• Extracted data entries
┌──
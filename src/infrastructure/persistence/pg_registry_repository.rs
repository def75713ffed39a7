//! PostgreSQL implementation of the partner/product registry.

use async_trait::async_trait;
use chrono::{DateTime, Utc};
use serde_json::json;
use sqlx::PgPool;
use std::sync::Arc;

use crate::domain::entities::{AffiliatePartner, NewPartner, NewProduct, Product, ProductType};
use crate::domain::repositories::RegistryRepository;
use crate::error::AppError;

const PARTNER_SELECT: &str = r#"
    SELECT p.id, p.name, p.website, p.commission_rate, p.is_active, p.created_at,
           COALESCE(
               array_agg(pr.id ORDER BY pr.id) FILTER (WHERE pr.id IS NOT NULL),
               '{}'
           ) AS product_ids
    FROM affiliate_partners p
    LEFT JOIN affiliate_products pr ON pr.partner_id = p.id
"#;

const PRODUCT_COLUMNS: &str =
    "id, partner_id, name, product_type, application_url, is_active, created_at";

/// PostgreSQL repository for partners and products.
pub struct PgRegistryRepository {
    pool: Arc<PgPool>,
}

impl PgRegistryRepository {
    /// Creates a new repository with a database connection pool.
    pub fn new(pool: Arc<PgPool>) -> Self {
        Self { pool }
    }
}

#[derive(sqlx::FromRow)]
struct PartnerRow {
    id: String,
    name: String,
    website: Option<String>,
    commission_rate: Option<f64>,
    is_active: bool,
    created_at: DateTime<Utc>,
    product_ids: Vec<String>,
}

impl From<PartnerRow> for AffiliatePartner {
    fn from(row: PartnerRow) -> Self {
        Self {
            id: row.id,
            name: row.name,
            website: row.website,
            commission_rate: row.commission_rate,
            is_active: row.is_active,
            product_ids: row.product_ids,
            created_at: row.created_at,
        }
    }
}

#[derive(sqlx::FromRow)]
struct ProductRow {
    id: String,
    partner_id: String,
    name: String,
    product_type: String,
    application_url: String,
    is_active: bool,
    created_at: DateTime<Utc>,
}

impl TryFrom<ProductRow> for Product {
    type Error = AppError;

    fn try_from(row: ProductRow) -> Result<Self, Self::Error> {
        let product_type: ProductType = row.product_type.parse().map_err(|e| {
            AppError::internal(
                "Corrupt product record",
                json!({ "product_id": row.id, "reason": format!("{e}") }),
            )
        })?;

        Ok(Self {
            id: row.id,
            partner_id: row.partner_id,
            name: row.name,
            product_type,
            application_url: row.application_url,
            is_active: row.is_active,
            created_at: row.created_at,
        })
    }
}

#[async_trait]
impl RegistryRepository for PgRegistryRepository {
    async fn find_partner(&self, partner_id: &str) -> Result<Option<AffiliatePartner>, AppError> {
        let sql = format!("{PARTNER_SELECT} WHERE p.id = $1 GROUP BY p.id");
        let row: Option<PartnerRow> = sqlx::query_as(&sql)
            .bind(partner_id)
            .fetch_optional(self.pool.as_ref())
            .await?;

        Ok(row.map(AffiliatePartner::from))
    }

    async fn find_product(&self, product_id: &str) -> Result<Option<Product>, AppError> {
        let sql = format!("SELECT {PRODUCT_COLUMNS} FROM affiliate_products WHERE id = $1");
        let row: Option<ProductRow> = sqlx::query_as(&sql)
            .bind(product_id)
            .fetch_optional(self.pool.as_ref())
            .await?;

        row.map(Product::try_from).transpose()
    }

    async fn list_partners(&self) -> Result<Vec<AffiliatePartner>, AppError> {
        let sql = format!("{PARTNER_SELECT} GROUP BY p.id ORDER BY p.id");
        let rows: Vec<PartnerRow> = sqlx::query_as(&sql)
            .fetch_all(self.pool.as_ref())
            .await?;

        Ok(rows.into_iter().map(AffiliatePartner::from).collect())
    }

    async fn list_products(&self, partner_id: Option<String>) -> Result<Vec<Product>, AppError> {
        let sql = format!(
            "SELECT {PRODUCT_COLUMNS} FROM affiliate_products \
             WHERE ($1::text IS NULL OR partner_id = $1) ORDER BY id"
        );
        let rows: Vec<ProductRow> = sqlx::query_as(&sql)
            .bind(partner_id)
            .fetch_all(self.pool.as_ref())
            .await?;

        rows.into_iter().map(Product::try_from).collect()
    }

    async fn create_partner(&self, new_partner: NewPartner) -> Result<AffiliatePartner, AppError> {
        let row: PartnerRow = sqlx::query_as(
            r#"
            INSERT INTO affiliate_partners (id, name, website, commission_rate, is_active)
            VALUES ($1, $2, $3, $4, $5)
            RETURNING id, name, website, commission_rate, is_active, created_at,
                      '{}'::text[] AS product_ids
            "#,
        )
        .bind(&new_partner.id)
        .bind(&new_partner.name)
        .bind(&new_partner.website)
        .bind(new_partner.commission_rate)
        .bind(new_partner.is_active)
        .fetch_one(self.pool.as_ref())
        .await?;

        Ok(row.into())
    }

    async fn create_product(&self, new_product: NewProduct) -> Result<Product, AppError> {
        let sql = format!(
            "INSERT INTO affiliate_products \
             (id, partner_id, name, product_type, application_url, is_active) \
             VALUES ($1, $2, $3, $4, $5, $6) RETURNING {PRODUCT_COLUMNS}"
        );
        let row: ProductRow = sqlx::query_as(&sql)
            .bind(&new_product.id)
            .bind(&new_product.partner_id)
            .bind(&new_product.name)
            .bind(new_product.product_type.as_str())
            .bind(&new_product.application_url)
            .bind(new_product.is_active)
            .fetch_one(self.pool.as_ref())
            .await
            .map_err(|e| {
                if e.as_database_error()
                    .is_some_and(|db| db.is_foreign_key_violation())
                {
                    AppError::not_found(
                        "Partner not found",
                        json!({ "partner_id": new_product.partner_id }),
                    )
                } else {
                    AppError::from(e)
                }
            })?;

        Product::try_from(row)
    }
}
└──
• Assignment
Write out all of the entries above, exactly and in full.

• Exercise result
filename src/infrastructure/persistence/pg_registry_repository.rs
repository def75713ffed39a7
//! PostgreSQL implementation of the partner/product registry.

use async_trait::async_trait;
use chrono::{DateTime, Utc};
use serde_json::json;
use sqlx::PgPool;
use std::sync::Arc;

use crate::domain::entities::{AffiliatePartner, NewPartner, NewProduct, Product, ProductType};
use crate::domain::repositories::RegistryRepository;
use crate::error::AppError;

const PARTNER_SELECT: &str = r#"
    SELECT p.id, p.name, p.website, p.commission_rate, p.is_active, p.created_at,
           COALESCE(
               array_agg(pr.id ORDER BY pr.id) FILTER (WHERE pr.id IS NOT NULL),
               '{}'
           ) AS product_ids
    FROM affiliate_partners p
    LEFT JOIN affiliate_products pr ON pr.partner_id = p.id
"#;

const PRODUCT_COLUMNS: &str =
    "id, partner_id, name, product_type, application_url, is_active, created_at";

/// PostgreSQL repository for partners and products.
pub struct PgRegistryRepository {
    pool: Arc<PgPool>,
}

impl PgRegistryRepository {
    /// Creates a new repository with a database connection pool.
    pub fn new(pool: Arc<PgPool>) -> Self {
        Self { pool }
    }
}

#[derive(sqlx::FromRow)]
struct PartnerRow {
    id: String,
    name: String,
    website: Option<String>,
    commission_rate: Option<f64>,
    is_active: bool,
    created_at: DateTime<Utc>,
    product_ids: Vec<String>,
}

impl From<PartnerRow> for AffiliatePartner {
    fn from(row: PartnerRow) -> Self {
        Self {
            id: row.id,
            name: row.name,
            website: row.website,
            commission_rate: row.commission_rate,
            is_active: row.is_active,
            product_ids: row.product_ids,
            created_at: row.created_at,
        }
    }
}

#[derive(sqlx::FromRow)]
struct ProductRow {
    id: String,
    partner_id: String,
    name: String,
    product_type: String,
    application_url: String,
    is_active: bool,
    created_at: DateTime<Utc>,
}

impl TryFrom<ProductRow> for Product {
    type Error = AppError;

    fn try_from(row: ProductRow) -> Result<Self, Self::Error> {
        let product_type: ProductType = row.product_type.parse().map_err(|e| {
            AppError::internal(
                "Corrupt product record",
                json!({ "product_id": row.id, "reason": format!("{e}") }),
            )
        })?;

        Ok(Self {
            id: row.id,
            partner_id: row.partner_id,
            name: row.name,
            product_type,
            application_url: row.application_url,
            is_active: row.is_active,
            created_at: row.created_at,
        })
    }
}

#[async_trait]
impl RegistryRepository for PgRegistryRepository {
    async fn find_partner(&self, partner_id: &str) -> Result<Option<AffiliatePartner>, AppError> {
        let sql = format!("{PARTNER_SELECT} WHERE p.id = $1 GROUP BY p.id");
        let row: Option<PartnerRow> = sqlx::query_as(&sql)
            .bind(partner_id)
            .fetch_optional(self.pool.as_ref())
            .await?;

        Ok(row.map(AffiliatePartner::from))
    }

    async fn find_product(&self, product_id: &str) -> Result<Option<Product>, AppError> {
        let sql = format!("SELECT {PRODUCT_COLUMNS} FROM affiliate_products WHERE id = $1");
        let row: Option<ProductRow> = sqlx::query_as(&sql)
            .bind(product_id)
            .fetch_optional(self.pool.as_ref())
            .await?;

        row.map(Product::try_from).transpose()
    }

    async fn list_partners(&self) -> Result<Vec<AffiliatePartner>, AppError> {
        let sql = format!("{PARTNER_SELECT} GROUP BY p.id ORDER BY p.id");
        let rows: Vec<PartnerRow> = sqlx::query_as(&sql)
            .fetch_all(self.pool.as_ref())
            .await?;

        Ok(rows.into_iter().map(AffiliatePartner::from).collect())
    }

    async fn list_products(&self, partner_id: Option<String>) -> Result<Vec<Product>, AppError> {
        let sql = format!(
            "SELECT {PRODUCT_COLUMNS} FROM affiliate_products \
             WHERE ($1::text IS NULL OR partner_id = $1) ORDER BY id"
        );
        let rows: Vec<ProductRow> = sqlx::query_as(&sql)
            .bind(partner_id)
            .fetch_all(self.pool.as_ref())
            .await?;

        rows.into_iter().map(Product::try_from).collect()
    }

    async fn create_partner(&self, new_partner: NewPartner) -> Result<AffiliatePartner, AppError> {
        let row: PartnerRow = sqlx::query_as(
            r#"
            INSERT INTO affiliate_partners (id, name, website, commission_rate, is_active)
            VALUES ($1, $2, $3, $4, $5)
            RETURNING id, name, website, commission_rate, is_active, created_at,
                      '{}'::text[] AS product_ids
            "#,
        )
        .bind(&new_partner.id)
        .bind(&new_partner.name)
        .bind(&new_partner.website)
        .bind(new_partner.commission_rate)
        .bind(new_partner.is_active)
        .fetch_one(self.pool.as_ref())
        .await?;

        Ok(row.into())
    }

    async fn create_product(&self, new_product: NewProduct) -> Result<Product, AppError> {
        let sql = format!(
            "INSERT INTO affiliate_products \
             (id, partner_id, name, product_type, application_url, is_active) \
             VALUES ($1, $2, $3, $4, $5, $6) RETURNING {PRODUCT_COLUMNS}"
        );
        let row: ProductRow = sqlx::query_as(&sql)
            .bind(&new_product.id)
            .bind(&new_product.partner_id)
            .bind(&new_product.name)
            .bind(new_product.product_type.as_str())
            .bind(&new_product.application_url)
            .bind(new_product.is_active)
            .fetch_one(self.pool.as_ref())
            .await
            .map_err(|e| {
                if e.as_database_error()
                    .is_some_and(|db| db.is_foreign_key_violation())
                {
                    AppError::not_found(
                        "Partner not found",
                        json!({ "partner_id": new_product.partner_id }),
                    )
                } else {
                    AppError::from(e)
                }
            })?;

        Product::try_from(row)
    }
}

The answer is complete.